### Problem to work on
Where a line of the records contains the word "MissingAttribute", show that line.

————

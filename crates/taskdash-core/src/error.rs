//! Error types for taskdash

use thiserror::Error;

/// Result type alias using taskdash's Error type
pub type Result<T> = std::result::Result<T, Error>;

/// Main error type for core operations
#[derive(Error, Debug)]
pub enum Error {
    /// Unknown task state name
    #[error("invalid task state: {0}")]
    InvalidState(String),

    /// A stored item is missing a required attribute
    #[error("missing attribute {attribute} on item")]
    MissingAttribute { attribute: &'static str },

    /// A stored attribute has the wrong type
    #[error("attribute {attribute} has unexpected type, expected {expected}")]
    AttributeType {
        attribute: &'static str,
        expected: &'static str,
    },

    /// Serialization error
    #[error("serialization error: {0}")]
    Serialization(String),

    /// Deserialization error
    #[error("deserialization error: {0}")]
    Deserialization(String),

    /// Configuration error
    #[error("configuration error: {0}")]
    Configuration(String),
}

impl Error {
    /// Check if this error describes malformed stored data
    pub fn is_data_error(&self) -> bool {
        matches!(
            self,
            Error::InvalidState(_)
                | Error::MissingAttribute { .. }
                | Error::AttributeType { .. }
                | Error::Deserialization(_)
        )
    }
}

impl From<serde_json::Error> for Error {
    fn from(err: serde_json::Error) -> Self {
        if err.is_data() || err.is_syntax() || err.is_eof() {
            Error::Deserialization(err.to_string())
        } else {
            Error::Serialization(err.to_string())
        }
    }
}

————

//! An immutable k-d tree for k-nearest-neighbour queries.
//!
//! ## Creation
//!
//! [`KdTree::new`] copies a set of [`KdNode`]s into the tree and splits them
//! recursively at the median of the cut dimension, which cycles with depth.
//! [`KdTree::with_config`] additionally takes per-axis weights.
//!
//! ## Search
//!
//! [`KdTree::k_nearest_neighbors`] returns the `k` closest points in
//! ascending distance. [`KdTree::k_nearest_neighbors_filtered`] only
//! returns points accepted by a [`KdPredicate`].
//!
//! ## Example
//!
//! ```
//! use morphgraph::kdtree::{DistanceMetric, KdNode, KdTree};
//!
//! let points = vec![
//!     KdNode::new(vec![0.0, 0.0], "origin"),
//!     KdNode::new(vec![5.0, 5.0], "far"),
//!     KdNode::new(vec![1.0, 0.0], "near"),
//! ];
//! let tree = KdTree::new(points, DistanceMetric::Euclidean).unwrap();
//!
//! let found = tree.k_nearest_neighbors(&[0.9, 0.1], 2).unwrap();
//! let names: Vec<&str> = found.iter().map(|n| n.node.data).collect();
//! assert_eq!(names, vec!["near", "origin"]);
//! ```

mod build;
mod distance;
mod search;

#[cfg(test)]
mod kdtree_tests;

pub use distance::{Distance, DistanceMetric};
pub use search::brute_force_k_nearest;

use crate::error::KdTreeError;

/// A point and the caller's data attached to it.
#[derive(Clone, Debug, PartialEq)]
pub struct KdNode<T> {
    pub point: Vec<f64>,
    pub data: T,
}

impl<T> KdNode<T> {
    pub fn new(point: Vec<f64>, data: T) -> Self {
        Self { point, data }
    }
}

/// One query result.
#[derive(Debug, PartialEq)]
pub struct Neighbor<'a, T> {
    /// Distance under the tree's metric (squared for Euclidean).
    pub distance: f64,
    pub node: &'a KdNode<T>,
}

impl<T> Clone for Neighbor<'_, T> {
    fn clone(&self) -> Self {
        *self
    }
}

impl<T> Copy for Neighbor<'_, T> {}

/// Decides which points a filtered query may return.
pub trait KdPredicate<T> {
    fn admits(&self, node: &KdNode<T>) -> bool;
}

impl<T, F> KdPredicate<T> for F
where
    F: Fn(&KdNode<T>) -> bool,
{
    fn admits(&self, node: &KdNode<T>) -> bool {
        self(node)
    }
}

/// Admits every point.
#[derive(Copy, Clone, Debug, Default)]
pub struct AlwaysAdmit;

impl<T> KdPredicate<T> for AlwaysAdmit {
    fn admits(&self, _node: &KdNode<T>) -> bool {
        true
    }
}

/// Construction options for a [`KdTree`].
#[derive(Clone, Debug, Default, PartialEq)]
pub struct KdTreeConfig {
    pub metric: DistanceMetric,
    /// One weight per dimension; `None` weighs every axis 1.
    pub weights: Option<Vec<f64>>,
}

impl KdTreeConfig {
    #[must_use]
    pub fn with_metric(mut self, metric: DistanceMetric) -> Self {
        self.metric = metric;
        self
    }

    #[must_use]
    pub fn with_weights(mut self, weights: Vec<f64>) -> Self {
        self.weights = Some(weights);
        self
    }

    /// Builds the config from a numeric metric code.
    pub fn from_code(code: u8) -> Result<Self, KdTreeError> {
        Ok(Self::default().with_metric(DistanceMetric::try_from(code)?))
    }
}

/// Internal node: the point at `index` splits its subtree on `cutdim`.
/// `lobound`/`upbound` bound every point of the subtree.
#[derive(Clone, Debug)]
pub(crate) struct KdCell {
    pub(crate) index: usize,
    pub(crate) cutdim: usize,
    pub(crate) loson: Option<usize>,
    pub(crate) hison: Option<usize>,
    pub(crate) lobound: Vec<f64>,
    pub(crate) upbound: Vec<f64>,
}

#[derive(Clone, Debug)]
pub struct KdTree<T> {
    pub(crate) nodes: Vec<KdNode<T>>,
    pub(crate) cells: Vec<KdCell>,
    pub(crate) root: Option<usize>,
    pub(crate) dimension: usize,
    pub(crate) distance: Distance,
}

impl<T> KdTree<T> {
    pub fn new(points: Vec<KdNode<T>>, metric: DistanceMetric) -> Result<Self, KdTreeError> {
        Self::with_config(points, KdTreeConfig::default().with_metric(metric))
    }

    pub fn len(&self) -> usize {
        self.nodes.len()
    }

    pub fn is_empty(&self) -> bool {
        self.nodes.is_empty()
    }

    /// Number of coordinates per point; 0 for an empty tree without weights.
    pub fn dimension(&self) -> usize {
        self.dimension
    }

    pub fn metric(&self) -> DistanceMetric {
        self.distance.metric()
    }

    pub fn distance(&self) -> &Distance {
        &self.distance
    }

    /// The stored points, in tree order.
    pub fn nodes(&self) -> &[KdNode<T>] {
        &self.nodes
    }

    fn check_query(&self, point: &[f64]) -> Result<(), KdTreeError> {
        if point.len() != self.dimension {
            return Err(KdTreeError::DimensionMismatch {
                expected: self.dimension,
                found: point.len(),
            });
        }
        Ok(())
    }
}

————

### The completed task
    MissingAttribute { attribute: &'static str },
                | Error::MissingAttribute { .. }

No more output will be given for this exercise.